Noi siamo in un territorio (le province di Bologna, Ferrara e Modena) che ha 3.200 aziende iscritte a Confindustria, appartenenti a venti filiere produttive. Siamo l’area manifatturiera più produttiva d’Europa, insieme a una piccola zona della Germania, siamo tra le migliori e più ricche regioni al mondo. Le più grandi aree industriali europee, quella di Lione in Francia e di Brandeburgo in Germania, hanno al massimo cinque, sei filiere, noi ne abbiamo venti che si contaminano a vicenda, dal biomedicale alle macchine automatiche: è una fortuna incredibile e ci consente di fare cose complesse, non banalità.
Soprattutto in un momento in cui la quarta rivoluzione industriale è già entrata nelle aziende e sta trasformando le nostre vite, con gli oggetti che dialogano fra loro e riducono i confini fra luoghi di produzione, di distribuzione e di godimento di beni e servizi.
Faccio un breve excursus a questo proposito: quando, nelle fabbriche della prima rivoluzione industriale inglese, si è passati dalla motricità del lavoro prodotta dai mulini ad acqua alla macchina a vapore, il fabbricato era un parallelepipedo, perché la forza motrice partiva da un angolo del piano terra e si trasmetteva ai vari piani tramite un albero cui erano collegate cinghie e pulegge che servivano all’azionamento degli utensili utilizzati nelle varie fasi di lavorazione.

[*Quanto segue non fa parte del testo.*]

//! Error types for the Parley domain.
//!
//! Uses `thiserror` for ergonomic error definitions.
//! Each bounded context has its own error variant.

use thiserror::Error;

/// The top-level error type for all Parley operations.
#[derive(Debug, Error)]
pub enum Error {
    // --- Vendor errors ---
    #[error("Vendor error: {0}")]
    Vendor(#[from] VendorError),

    // --- Platform errors ---
    #[error("Platform error: {0}")]
    Platform(#[from] PlatformError),

    // --- Persistence errors ---
    #[error("Store error: {0}")]
    Store(#[from] StoreError),

    // --- Tool errors ---
    #[error("Tool error: {0}")]
    Tool(#[from] ToolError),

    // --- Configuration errors ---
    #[error("Configuration error: {message}")]
    Config { message: String },

    // --- Serialization ---
    #[error("Serialization error: {0}")]
    Serialization(#[from] serde_json::Error),

    // --- Generic ---
    #[error("Internal error: {0}")]
    Internal(String),
}

/// Result type alias using our Error.
pub type Result<T> = std::result::Result<T, Error>;

// --- Bounded context errors ---

#[derive(Debug, Clone, Error)]
pub enum VendorError {
    #[error("API request failed: {message} (status: {status_code})")]
    ApiError { status_code: u16, message: String },

    #[error("Rate limited by vendor, retry after {retry_after_secs}s")]
    RateLimited { retry_after_secs: u64 },

    #[error("Authentication failed: {0}")]
    AuthenticationFailed(String),

    #[error("No vendor registered for model: {0}")]
    NoVendorForModel(String),

    #[error("Vendor '{vendor}' does not support {mode} mode")]
    UnsupportedMode { vendor: String, mode: String },

    #[error("Invalid vendor response: {0}")]
    InvalidResponse(String),

    #[error("Request timed out: {0}")]
    Timeout(String),

    #[error("Network error: {0}")]
    Network(String),
}

#[derive(Debug, Clone, Error)]
pub enum PlatformError {
    #[error("Failed to fetch context for {channel}: {reason}")]
    FetchFailed { channel: String, reason: String },

    #[error("Message delivery failed to {channel}: {reason}")]
    DeliveryFailed { channel: String, reason: String },

    #[error("Message not found: {0}")]
    NotFound(String),

    #[error("Platform connection lost: {0}")]
    ConnectionLost(String),
}

impl PlatformError {
    /// Whether retrying the same operation could succeed.
    ///
    /// A missing message stays missing; everything else is treated as transient.
    pub fn is_retryable(&self) -> bool {
        !matches!(self, Self::NotFound(_))
    }
}

#[derive(Debug, Error)]
pub enum StoreError {
    #[error("Storage error: {0}")]
    Storage(String),

    #[error("Corrupted record in {path}: {reason}")]
    Corrupted { path: String, reason: String },
}

#[derive(Debug, Clone, Error)]
pub enum ToolError {
    #[error("Tool not found: {0}")]
    NotFound(String),

    #[error("Tool execution failed: {tool_name}: {reason}")]
    ExecutionFailed { tool_name: String, reason: String },

    #[error("Invalid tool arguments: {0}")]
    InvalidArguments(String),

    #[error("Tool server '{server}' failed: {reason}")]
    Protocol { server: String, reason: String },
}
impl<'c> ContextBuilder<'c> {
    pub fn new(config: &'c BotConfig) -> Self {
        Self { config }
    }

    pub fn build(&self, input: &ContextInput<'_>) -> BuiltContext {
        let ctx = &self.config.context;

        let merged = merge_bot_runs(input.messages, input.bot_id, |m| self.is_hidden(m));
        let visible: Vec<MergedMessage<'_>> = merged
            .into_iter()
            .filter(|m| !self.is_hidden(m.first))
            .collect();

        let mut entries = self.normalize(&visible, input);
        interleave_tool_records(&mut entries, input.tool_records, &self.config.name);

        if self.config.thinking.preserve_context {
            replay(&mut entries, input.activations, &self.config.name);
        }

        let did_truncate = bound(
            &mut entries,
            input.messages_since_roll,
            &Limits {
                normal_chars: ctx.recency_window_characters,
                max_messages: ctx.recency_window_messages,
                hard_max_chars: ctx.hard_max_characters,
                rolling_threshold: ctx.rolling_threshold,
            },
        );

        let cache_marker = place_cache_marker(
            &mut entries,
            if did_truncate { None } else { input.last_cache_marker },
        );

        let oldest_message_id = entries
            .iter()
            .find(|e| e.kind == EntryKind::Platform)
            .and_then(|e| e.pieces.first())
            .map(|p| p.id.clone());

        let messages: Vec<ParticipantMessage> = entries.into_iter().map(|e| e.message).collect();
        let stop_sequences = stop_sequences(
            &messages,
            &self.config.name,
            self.config.mode,
            ctx.participant_stop_count,
            &ctx.stop_sequences,
            input.max_stop_sequences,
        );

        BuiltContext {
            messages,
            did_truncate,
            cache_marker,
            stop_sequences,
            oldest_message_id,
        }
    }

    /// Hidden by prefix or by the hide reaction. Hidden messages never merge,
    /// so each part of a split reply is filtered on its own.
    fn is_hidden(&self, message: &ChatMessage) -> bool {
        let ctx = &self.config.context;
        starts_hidden(&message.content, &ctx.hidden_prefix)
            || (!ctx.hide_reaction.is_empty()
                && message.reactions.iter().any(|r| r == &ctx.hide_reaction))
    }

    fn normalize(&self, messages: &[MergedMessage<'_>], input: &ContextInput<'_>) -> Vec<Entry> {
        let ctx = &self.config.context;
        let order: Vec<&str> = messages
            .iter()
            .flat_map(|m| m.pieces.iter().map(|p| p.id.as_str()))
            .collect();
        let mut images = select_images(
            &order,
            input.images,
            &ImageBudget {
                max_images: ctx.max_images,
                max_total_bytes: ctx.max_total_image_bytes,
                max_image_bytes: ctx.max_image_bytes,
            },
        );

        messages
            .iter()
            .map(|m| {
                let from_bot = m.first.author_id == input.bot_id;
                let participant = if from_bot {
                    self.config.name.clone()
                } else {
                    m.first.author_name.clone()
                };

                let mut content: Vec<ContentBlock> = m
                    .pieces
                    .iter()
                    .flat_map(|p| images.remove(p.id.as_str()).unwrap_or_default())
                    .map(|img| ContentBlock::Image {
                        media_type: img.media_type,
                        data: img.data,
                    })
                    .collect();
                content.push(ContentBlock::text(join_pieces(&m.pieces)));

                Entry {
                    message: ParticipantMessage::new(participant, content)
                        .with_source(&m.first.id)
                        .with_timestamp(m.first.timestamp),
                    kind: EntryKind::Platform,
                    from_bot,
                    pieces: m.pieces.clone(),
                    raw_model_text: None,
                    activation: None,
                }
            })
            .collect()
    }
}

// ── Step 1: merge ─────────────────────────────────────────────────────────

/// Consecutive platform messages folded together.
pub(crate) struct MergedMessage<'a> {
    pub first: &'a ChatMessage,
    pub pieces: Vec<Piece>,
}

fn starts_hidden(content: &str, hidden_prefix: &str) -> bool {
    !hidden_prefix.is_empty() && content.starts_with(hidden_prefix)
}

fn merge_bot_runs<'a>(
    messages: &'a [ChatMessage],
    bot_id: &str,
    is_hidden: impl Fn(&ChatMessage) -> bool,
) -> Vec<MergedMessage<'a>> {
    let mut merged: Vec<MergedMessage<'a>> = Vec::new();
    let mut last_mergeable = false;

    for message in messages {
        let mergeable = message.author_id == bot_id && !is_hidden(message);
        let piece = Piece {
            id: message.id.clone(),
            text: message.content.clone(),
        };
        match merged.last_mut() {
            Some(prev) if mergeable && last_mergeable => {
                prev.pieces.push(piece);
            }
            _ => merged.push(MergedMessage {
                first: message,
                pieces: vec![piece],
            }),
        }
        last_mergeable = mergeable;
    }
    merged
}

/// Rejoin split pieces. Pieces produced by splitting keep their boundary
/// whitespace, so they join directly; anything else gets a newline.
pub(crate) fn join_pieces(pieces: &[Piece]) -> String {
    let mut text = String::new();
    for piece in pieces.iter().filter(|p| !p.text.is_empty()) {
        if !text.is_empty() && !text.ends_with(char::is_whitespace) {
            text.push('\n');
        }
        text.push_str(&piece.text);
    }
    text
}

// ── Step 4: interleave tool records ───────────────────────────────────────

fn interleave_tool_records(entries: &mut Vec<Entry>, records: &[ToolRecord], bot_name: &str) {
    let mut records: Vec<&ToolRecord> = records.iter().collect();
    records.sort_by_key(|r| r.call.timestamp);

    for record in records {
        let Some(trigger) = record.call.triggering_message_id.as_deref() else {
            continue;
        };
        let Some(pos) = entries
            .iter()
            .position(|e| e.kind == EntryKind::Platform && e.contains_message(trigger))
        else {
            continue;
        };

        let mut at = pos + 1;
        while at < entries.len()
            && entries[at]
                .message
                .timestamp
                .is_some_and(|t| t <= record.call.timestamp)
        {
            at += 1;
        }

        let (call, result) = tool_entries(record, bot_name);
        entries.insert(at, result);
        entries.insert(at, call);
    }
}

/// A record rendered as a bot-authored call and a system-authored result.
fn tool_entries(record: &ToolRecord, bot_name: &str) -> (Entry, Entry) {
    let raw = Some(record.call.raw_model_text.clone()).filter(|t| !t.is_empty());
    let call = Entry {
        message: ParticipantMessage::new(
            bot_name,
            vec![ContentBlock::ToolUse {
                id: record.call.id.clone(),
                name: record.call.name.clone(),
                input: record.call.input.clone(),
            }],
        )
        .with_timestamp(record.call.timestamp),
        kind: EntryKind::ToolCall,
        from_bot: true,
        pieces: Vec::new(),
        raw_model_text: raw.clone(),
        activation: None,
    };
    let (content, is_error) = match &record.result.error {
        Some(err) => (err.clone(), true),
        None => (record.result.output.clone(), false),
    };
    let result = Entry {
        message: ParticipantMessage::new(
            SYSTEM_PARTICIPANT,
            vec![ContentBlock::ToolResult {
                tool_use_id: record.call.id.clone(),
                content,
                is_error,
            }],
        )
        .with_timestamp(record.call.timestamp),
        kind: EntryKind::ToolResult,
        from_bot: false,
        pieces: Vec::new(),
        raw_model_text: raw,
        activation: None,
    };
    (call, result)
}

// ── Step 7: cache marker ──────────────────────────────────────────────────

/// Keep the previous marker while it is still in the window, otherwise
/// place a new one [`UNCACHED_TAIL_MESSAGES`] from the end.
fn place_cache_marker(entries: &mut [Entry], previous: Option<&str>) -> Option<String> {
    let kept = previous.and_then(|id| {
        entries
            .iter()
            .position(|e| e.message.source_message_id.as_deref() == Some(id))
    });

    let index = match kept {
        Some(i) => Some(i),
        None if entries.is_empty() => None,
        None => {
            let target = entries.len().saturating_sub(UNCACHED_TAIL_MESSAGES);
            // The marker must name a platform message.
            (0..=target)
                .rev()
                .chain(target + 1..entries.len())
                .find(|&i| entries[i].message.source_message_id.is_some())
        }
    };

    let index = index?;
    entries[index].message.cache_marker = true;
    entries[index].message.source_message_id.clone()
}
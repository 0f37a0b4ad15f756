//! Vendor router — selects the vendor whose model patterns match a request.
//!
//! Patterns are globs (`claude-*`, `gpt-4?-*`). Vendors are consulted in
//! registration order and the first match wins; an unmatched model is an
//! error, never a silent fallback.

use async_trait::async_trait;
use parley_config::{BotConfig, VendorKind};
use parley_core::error::VendorError;
use parley_core::{LlmCompletion, LlmRequest, TransformMode, Vendor};
use regex::Regex;
use std::sync::Arc;
use tracing::debug;

use crate::anthropic::AnthropicVendor;
use crate::openai_compat::OpenAiCompatVendor;

struct Route {
    regex: Regex,
    vendor: Arc<dyn Vendor>,
}

/// Routes LLM requests to the vendor serving the requested model.
pub struct VendorRouter {
    routes: Vec<Route>,
    patterns: Vec<String>,
}

impl VendorRouter {
    pub fn new() -> Self {
        Self {
            routes: Vec::new(),
            patterns: Vec::new(),
        }
    }

    /// Register a vendor under each of its model patterns.
    pub fn register(&mut self, vendor: Arc<dyn Vendor>) -> Result<(), VendorError> {
        for pattern in vendor.model_patterns() {
            let regex = glob_to_regex(pattern).map_err(|e| {
                VendorError::InvalidResponse(format!("bad model pattern '{pattern}': {e}"))
            })?;
            self.patterns.push(pattern.clone());
            self.routes.push(Route {
                regex,
                vendor: Arc::clone(&vendor),
            });
        }
        Ok(())
    }

    /// Find the vendor for a model name.
    pub fn resolve(&self, model: &str) -> Result<Arc<dyn Vendor>, VendorError> {
        self.routes
            .iter()
            .find(|r| r.regex.is_match(model))
            .map(|r| Arc::clone(&r.vendor))
            .ok_or_else(|| VendorError::NoVendorForModel(model.to_string()))
    }

    /// Names of registered vendors, in registration order, deduplicated.
    pub fn list(&self) -> Vec<&str> {
        let mut names: Vec<&str> = Vec::new();
        for route in &self.routes {
            let name = route.vendor.name();
            if !names.contains(&name) {
                names.push(name);
            }
        }
        names
    }
}

impl Default for VendorRouter {
    fn default() -> Self {
        Self::new()
    }
}

#[async_trait]
impl Vendor for VendorRouter {
    fn name(&self) -> &str {
        "router"
    }

    fn model_patterns(&self) -> &[String] {
        &self.patterns
    }

    fn max_stop_sequences(&self, model: &str) -> Option<usize> {
        self.resolve(model).ok()?.max_stop_sequences(model)
    }

    async fn complete(&self, request: &LlmRequest) -> Result<LlmCompletion, VendorError> {
        let vendor = self.resolve(&request.model)?;
        if request.mode == TransformMode::Prefill && !vendor.supports_prefill() {
            return Err(VendorError::UnsupportedMode {
                vendor: vendor.name().to_string(),
                mode: request.mode.to_string(),
            });
        }
        debug!(vendor = vendor.name(), model = %request.model, "Routing request");
        vendor.complete(request).await
    }
}

/// Translate a glob (`*`, `?`) into an anchored regex.
fn glob_to_regex(pattern: &str) -> Result<Regex, regex::Error> {
    let mut re = String::with_capacity(pattern.len() + 8);
    re.push('^');
    for c in pattern.chars() {
        match c {
            '*' => re.push_str(".*"),
            '?' => re.push('.'),
            other => re.push_str(&regex::escape(&other.to_string())),
        }
    }
    re.push('$');
    Regex::new(&re)
}

/// Build the vendor catalogue from configuration.
///
/// Vendors register in alphabetical order of name, so with overlapping
/// patterns the alphabetically first vendor wins. With no `[vendors]`
/// configured, Anthropic serves `claude-*`.
pub fn build_from_config(config: &BotConfig) -> Result<VendorRouter, VendorError> {
    let mut router = VendorRouter::new();

    for (name, vendor_config) in &config.vendors {
        let api_key = vendor_config
            .api_key
            .clone()
            .or_else(|| config.api_key.clone())
            .unwrap_or_default();

        let vendor: Arc<dyn Vendor> = match vendor_config.kind {
            VendorKind::Anthropic => {
                let mut v = AnthropicVendor::new(&api_key).with_models(vendor_config.models.clone());
                if let Some(url) = &vendor_config.api_url {
                    v = v.with_base_url(url);
                }
                Arc::new(v.with_name(name))
            }
            VendorKind::OpenaiCompat => {
                let base_url = vendor_config
                    .api_url
                    .clone()
                    .unwrap_or_else(|| default_base_url(name));
                Arc::new(
                    OpenAiCompatVendor::new(name, &base_url, &api_key)
                        .with_models(vendor_config.models.clone()),
                )
            }
        };
        router.register(vendor)?;
    }

    if config.vendors.is_empty() {
        let api_key = config.api_key.clone().unwrap_or_default();
        router.register(Arc::new(
            AnthropicVendor::new(&api_key).with_models(vec!["claude-*".into()]),
        ))?;
    }

    Ok(router)
}

/// Get the default base URL for well-known OpenAI-compatible vendors.
fn default_base_url(vendor_name: &str) -> String {
    match vendor_name {
        "openrouter" => "https://openrouter.ai/api/v1".into(),
        "ollama" => "http://localhost:11434/v1".into(),
        "groq" => "https://api.groq.com/openai/v1".into(),
        "together" => "https://api.together.xyz/v1".into(),
        _ => "https://api.openai.com/v1".into(),
    }
}

#[cfg(test)]
mod tests {
    use super::*;

    struct NamedVendor {
        name: String,
        patterns: Vec<String>,
        prefill: bool,
    }

    impl NamedVendor {
        fn new(name: &str, patterns: &[&str]) -> Arc<Self> {
            Arc::new(Self {
                name: name.into(),
                patterns: patterns.iter().map(|p| p.to_string()).collect(),
                prefill: true,
            })
        }
    }

    #[async_trait]
    impl Vendor for NamedVendor {
        fn name(&self) -> &str {
            &self.name
        }
        fn model_patterns(&self) -> &[String] {
            &self.patterns
        }
        fn supports_prefill(&self) -> bool {
            self.prefill
        }
        fn max_stop_sequences(&self, _model: &str) -> Option<usize> {
            Some(4)
        }
        async fn complete(&self, _request: &LlmRequest) -> Result<LlmCompletion, VendorError> {
            Ok(LlmCompletion::text(self.name.clone()))
        }
    }

    #[test]
    fn glob_matching() {
        let re = glob_to_regex("claude-*").unwrap();
        assert!(re.is_match("claude-sonnet-4"));
        assert!(!re.is_match("xclaude-sonnet"));
        let re = glob_to_regex("gpt-4?").unwrap();
        assert!(re.is_match("gpt-4o"));
        assert!(!re.is_match("gpt-4o-mini"));
        let re = glob_to_regex("meta.llama").unwrap();
        assert!(!re.is_match("metaxllama"));
    }

    #[test]
    fn first_match_wins() {
        let mut router = VendorRouter::new();
        router.register(NamedVendor::new("first", &["claude-*"])).unwrap();
        router.register(NamedVendor::new("second", &["*"])).unwrap();
        assert_eq!(router.resolve("claude-opus").unwrap().name(), "first");
        assert_eq!(router.resolve("gpt-4o").unwrap().name(), "second");
        assert_eq!(router.list(), vec!["first", "second"]);
    }

    #[test]
    fn unmatched_model_fails_loudly() {
        let mut router = VendorRouter::new();
        router.register(NamedVendor::new("anthropic", &["claude-*"])).unwrap();
        let err = router.resolve("gpt-4o").err().unwrap();
        assert!(matches!(err, VendorError::NoVendorForModel(m) if m == "gpt-4o"));
    }

    #[tokio::test]
    async fn routes_completion_and_stop_cap() {
        let mut router = VendorRouter::new();
        router.register(NamedVendor::new("anthropic", &["claude-*"])).unwrap();
        let req = LlmRequest::new("claude-haiku", "Parley");
        let completion = router.complete(&req).await.unwrap();
        assert_eq!(completion.text_content(), "anthropic");
        assert_eq!(router.max_stop_sequences("claude-haiku"), Some(4));
        assert_eq!(router.max_stop_sequences("other"), None);
    }

    #[tokio::test]
    async fn prefill_rejected_for_chat_only_vendor() {
        let mut router = VendorRouter::new();
        router
            .register(Arc::new(NamedVendor {
                name: "chatonly".into(),
                patterns: vec!["*".into()],
                prefill: false,
            }))
            .unwrap();
        let req = LlmRequest::new("any", "Parley");
        let err = router.complete(&req).await.unwrap_err();
        assert!(matches!(err, VendorError::UnsupportedMode { .. }));

        let chat = LlmRequest::new("any", "Parley").with_mode(TransformMode::Chat);
        assert!(router.complete(&chat).await.is_ok());
    }

    #[test]
    fn build_default_catalogue() {
        let router = build_from_config(&BotConfig::default()).unwrap();
        assert_eq!(router.resolve("claude-sonnet-4").unwrap().name(), "anthropic");
    }

    #[test]
    fn overlapping_patterns_resolve_alphabetically() {
        let config: BotConfig = toml::from_str(
            r#"
[vendors.zeta]
kind = "openai_compat"
models = ["*"]

[vendors.alpha]
kind = "openai_compat"
models = ["*"]
"#,
        )
        .unwrap();
        let router = build_from_config(&config).unwrap();
        assert_eq!(router.list(), vec!["alpha", "zeta"]);
        assert_eq!(router.resolve("any-model").unwrap().name(), "alpha");
    }

    #[test]
    fn build_from_vendor_sections() {
        let config: BotConfig = toml::from_str(
            r#"
[vendors.openrouter]
kind = "openai_compat"
models = ["meta-*", "qwen-*"]

[vendors.anthropic]
kind = "anthropic"
models = ["claude-*"]
"#,
        )
        .unwrap();
        let router = build_from_config(&config).unwrap();
        assert_eq!(router.resolve("qwen-72b").unwrap().name(), "openrouter");
        assert_eq!(router.resolve("claude-3").unwrap().name(), "anthropic");
    }
}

Quando è stato inventato il motore elettrico, via via, il layout della fabbrica è divenuto orizzontale, soprattutto perché gli ingegneri hanno pensato di dislocare tanti piccoli motori quanti erano gli utensili da azionare, anziché un unico grande motore al centro della fabbrica. Oggi, siamo arrivati al punto in cui la rivoluzione 4.0 sta sconvolgendo qualsiasi idea di luogo di produzione: potrebbe accadere presto, anzi, in alcuni settori come la moda sta già accadendo, che si produca nel luogo di vendita e si progetti a casa di un utente. La digitalizzazione estrema, la connessione porta a fare sì che le azioni che abbiamo dato per scontate negli ultimi trent’anni si svolgano in un modo completamente differente.
Siamo alle soglie di una svolta epocale, dobbiamo prenderne atto, ma per farlo occorre parlare, discutere, confrontarsi tra generazioni e con altri paesi. L’Italia può servire il mondo con le bellezze che vanta in ogni settore. Siamo un grande paese, possiamo fare cose straordinarie, ma per fare cose straordinarie bisogna discutere, decidere, dare fiducia e, soprattutto, fare governance. Se qualcuno non governa, non decide nel lungo termine, stiamo facendo soltanto chiacchiere e non produciamo nulla.